NC public schools will continue remote schooling through end of school year

Gov. Roy Cooper announced Friday that NC's public schools would continue remote instruction through the end of the school year, following an announcement that he would be extending the state's stay-at-home order through May 8.

Public schools across the state will continue remote instruction through the remainder of the school year, Governor Roy Cooper announced Friday.

The state plans to reopen traditional schools in the fall, Cooper said. Procedures for summer schooling efforts, including year-round schools and summer camps, will depend on how the COVID-19 pandemic evolves in the coming months. 

Cooper said he understands the stress these changes may cause for parents and children, but the decision to continue remote schooling provides crucial protection for the health of North Carolina's students. 

“It’s such a confusing time to be a child, and it’s a hard time to be a parent, especially a working parent,” Cooper said. 

Although the state-mandated period of remote instruction does not extend to private schools, Cooper said he hoped private school administrations would keep in mind statewide social distancing guidance as they considered when to reopen. 

“We hope that they are following guidelines that have been provided by the Department of Health and Human Services," Cooper said.

Eric Davis, chairman of the North Carolina State Board of Education, said the support of “first-responder” teachers has been and will continue to be crucial to ensuring student success in remote learning environments. 

"Never in our history have collaboration and teamwork been more important," Davis said.

Davis said school employees, including teachers, will continue to be paid for the work they do until the end of the scheduled school year. 

He also encouraged school district leaders across the state to continue to find work for hourly employees like custodians and bus drivers when possible.

"We need their talents to continue our emergency efforts," Davis said. 
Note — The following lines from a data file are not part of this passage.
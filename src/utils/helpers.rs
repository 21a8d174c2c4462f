//! Helper functions and utilities
//!
//! This module contains common helper functions used throughout the core.

use std::sync::OnceLock;
use regex::Regex;

/// Calculate pagination offset for a 1-based page
pub fn calculate_offset(page: u32, page_size: u32) -> i64 {
    i64::from(page.saturating_sub(1)) * i64::from(page_size)
}

/// Number of pages needed to show `total_items`
pub fn total_pages(total_items: i64, page_size: u32) -> i64 {
    if page_size == 0 || total_items <= 0 {
        return 0;
    }
    (total_items + i64::from(page_size) - 1) / i64::from(page_size)
}

/// Generate a random alphanumeric string
pub fn generate_random_string(length: usize) -> String {
    use rand::Rng;
    const CHARSET: &[u8] = b"ABCDEFGHIJKLMNOPQRSTUVWXYZ\
                            abcdefghijklmnopqrstuvwxyz\
                            0123456789";
    let mut rng = rand::thread_rng();

    (0..length)
        .map(|_| {
            let idx = rng.gen_range(0..CHARSET.len());
            CHARSET[idx] as char
        })
        .collect()
}

/// Normalize whitespace in text
pub fn normalize_whitespace(text: &str) -> String {
    text.split_whitespace().collect::<Vec<_>>().join(" ")
}

/// Check a taxonomy code such as `street_food` or `backpacking`
pub fn is_valid_tag_code(code: &str) -> bool {
    static TAG_CODE: OnceLock<Regex> = OnceLock::new();
    TAG_CODE
        .get_or_init(|| Regex::new(r"^[a-z0-9][a-z0-9_]{0,62}$").expect("static regex"))
        .is_match(code)
}

/// Check that a string is an absolute http(s) URL
pub fn is_http_url(value: &str) -> bool {
    match url::Url::parse(value) {
        Ok(parsed) => matches!(parsed.scheme(), "http" | "https") && parsed.host().is_some(),
        Err(_) => false,
    }
}

/// File extension for the image content types accepted for uploads
pub fn image_extension(content_type: &str) -> Option<&'static str> {
    match content_type.trim().to_ascii_lowercase().as_str() {
        "image/jpeg" | "image/jpg" => Some("jpg"),
        "image/png" => Some("png"),
        "image/webp" => Some("webp"),
        _ => None,
    }
}
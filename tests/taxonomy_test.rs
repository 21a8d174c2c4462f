//! Tag taxonomy and preference tests against Postgres

mod helpers;

use assert_matches::assert_matches;
use helpers::*;
use serial_test::serial;
use tripbuddy::models::{CreateTagRequest, TagKind};
use tripbuddy::{ErrorKind, TripBuddyError};
use uuid::Uuid;

fn unique_code(prefix: &str) -> String {
    format!("{}_{}", prefix, &Uuid::new_v4().simple().to_string()[..8])
}

#[tokio::test]
#[serial]
async fn test_food_preference_scenario() {
    let Some(ctx) = TestContext::new().await else { return };
    let taxonomy = &ctx.services.taxonomy_service;
    let user = create_test_user(ctx.db()).await;

    let err = taxonomy.update_food_preference(user.id, "martian_cuisine", 2).await.unwrap_err();
    assert_eq!(err.kind(), ErrorKind::Validation);

    let pref = taxonomy.update_food_preference(user.id, "japanese", 2).await.unwrap();
    assert_eq!(pref.code, "japanese");
    assert_eq!(pref.level, 2);

    taxonomy.update_food_preference(user.id, "japanese", 3).await.unwrap();
    let prefs = taxonomy.get_food_preferences(user.id).await.unwrap();
    assert_eq!(prefs.len(), 1);
    assert_eq!(prefs[0].level, 3);

    for level in [0, 4] {
        let err = taxonomy.update_food_preference(user.id, "italian", level).await.unwrap_err();
        assert_eq!(err.kind(), ErrorKind::Validation);
    }

    assert!(taxonomy.remove_food_preference(user.id, "japanese").await.unwrap());
    assert!(!taxonomy.remove_food_preference(user.id, "japanese").await.unwrap());
    assert!(taxonomy.get_food_preferences(user.id).await.unwrap().is_empty());
}

#[tokio::test]
#[serial]
async fn test_set_user_tags_replaces_one_kind() {
    let Some(ctx) = TestContext::new().await else { return };
    let taxonomy = &ctx.services.taxonomy_service;
    let user = create_test_user(ctx.db()).await;

    let hiking = seeded_tag_id(ctx.db(), TagKind::Interest, "hiking").await;
    let museums = seeded_tag_id(ctx.db(), TagKind::Interest, "museums").await;
    let backpacking = seeded_tag_id(ctx.db(), TagKind::TravelStyle, "backpacking").await;

    taxonomy.set_user_tags(user.id, TagKind::TravelStyle, &[backpacking]).await.unwrap();
    taxonomy.set_user_tags(user.id, TagKind::Interest, &[hiking, museums, hiking]).await.unwrap();
    let interests = taxonomy.set_user_tags(user.id, TagKind::Interest, &[museums]).await.unwrap();
    assert_eq!(interests.len(), 1);
    assert_eq!(interests[0].tag_id, museums);
    assert_eq!(interests[0].level, 1);

    // Other kinds are untouched
    assert_eq!(taxonomy.get_user_tags(user.id, TagKind::TravelStyle).await.unwrap().len(), 1);

    let wrong_kind = taxonomy.set_user_tags(user.id, TagKind::Interest, &[backpacking]).await.unwrap_err();
    assert_eq!(wrong_kind.kind(), ErrorKind::Validation);
    let food = taxonomy.set_user_tags(user.id, TagKind::Food, &[]).await.unwrap_err();
    assert_eq!(food.kind(), ErrorKind::Validation);

    let cleared = taxonomy.set_user_tags(user.id, TagKind::Interest, &[]).await.unwrap();
    assert!(cleared.is_empty());
}

#[tokio::test]
#[serial]
async fn test_tag_administration() {
    let Some(ctx) = TestContext::new().await else { return };
    let taxonomy = &ctx.services.taxonomy_service;
    let code = unique_code("kayaking");

    let tag = taxonomy
        .create_tag(CreateTagRequest {
            kind: TagKind::Interest,
            code: code.clone(),
            name: "  Sea   kayaking ".to_string(),
            icon: None,
            sort_order: 999,
        })
        .await
        .unwrap();
    assert_eq!(tag.name, "Sea kayaking");
    assert!(tag.is_active);

    let interests = taxonomy.list_tags(Some(TagKind::Interest)).await.unwrap();
    assert_eq!(interests.last().map(|t| t.id), Some(tag.id));
    assert!(interests.windows(2).all(|pair| pair[0].sort_order <= pair[1].sort_order));

    let duplicate = taxonomy
        .create_tag(CreateTagRequest {
            kind: TagKind::Interest,
            code: code.clone(),
            name: "Again".to_string(),
            icon: None,
            sort_order: 0,
        })
        .await
        .unwrap_err();
    assert_matches!(duplicate, TripBuddyError::DuplicateTag { .. });
    assert_eq!(duplicate.kind(), ErrorKind::Conflict);

    let invalid = taxonomy
        .create_tag(CreateTagRequest {
            kind: TagKind::Generic,
            code: "Not Valid".to_string(),
            name: "x".to_string(),
            icon: None,
            sort_order: 0,
        })
        .await
        .unwrap_err();
    assert_eq!(invalid.kind(), ErrorKind::Validation);

    let inactive = taxonomy.set_tag_active(tag.id, false).await.unwrap();
    assert!(!inactive.is_active);
    assert!(taxonomy.resolve_active(&[tag.id]).await.unwrap().is_empty());
    assert!(!taxonomy.list_tags(None).await.unwrap().iter().any(|t| t.id == tag.id));

    assert_matches!(taxonomy.set_tag_active(i64::MAX, true).await, Err(TripBuddyError::TagNotFound(_)));
}

#[tokio::test]
#[serial]
async fn test_inactive_tags_drop_out_of_selections() {
    let Some(ctx) = TestContext::new().await else { return };
    let taxonomy = &ctx.services.taxonomy_service;
    let user = create_test_user(ctx.db()).await;

    let tag = taxonomy
        .create_tag(CreateTagRequest {
            kind: TagKind::Generic,
            code: unique_code("night_owl"),
            name: "Night owl".to_string(),
            icon: None,
            sort_order: 50,
        })
        .await
        .unwrap();

    taxonomy.set_user_tags(user.id, TagKind::Generic, &[tag.id]).await.unwrap();
    taxonomy.set_tag_active(tag.id, false).await.unwrap();

    assert!(taxonomy.get_user_tags(user.id, TagKind::Generic).await.unwrap().is_empty());
    let err = taxonomy.set_user_tags(user.id, TagKind::Generic, &[tag.id]).await.unwrap_err();
    assert_eq!(err.kind(), ErrorKind::Validation);
}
With the statewide stay-at-home order extended until May 8, the decision to keep schools closed is another effect of the pandemic's continued impact on North Carolina. 

Cooper said these changes do not reflect a new normal, but a strategic, crisis-driven reaction on the road to the state’s recovery from COVID-19. 

“Lots of things in North Carolina are not the same as they were two months ago,” Cooper said. “But we are the same people, strong and resilient.”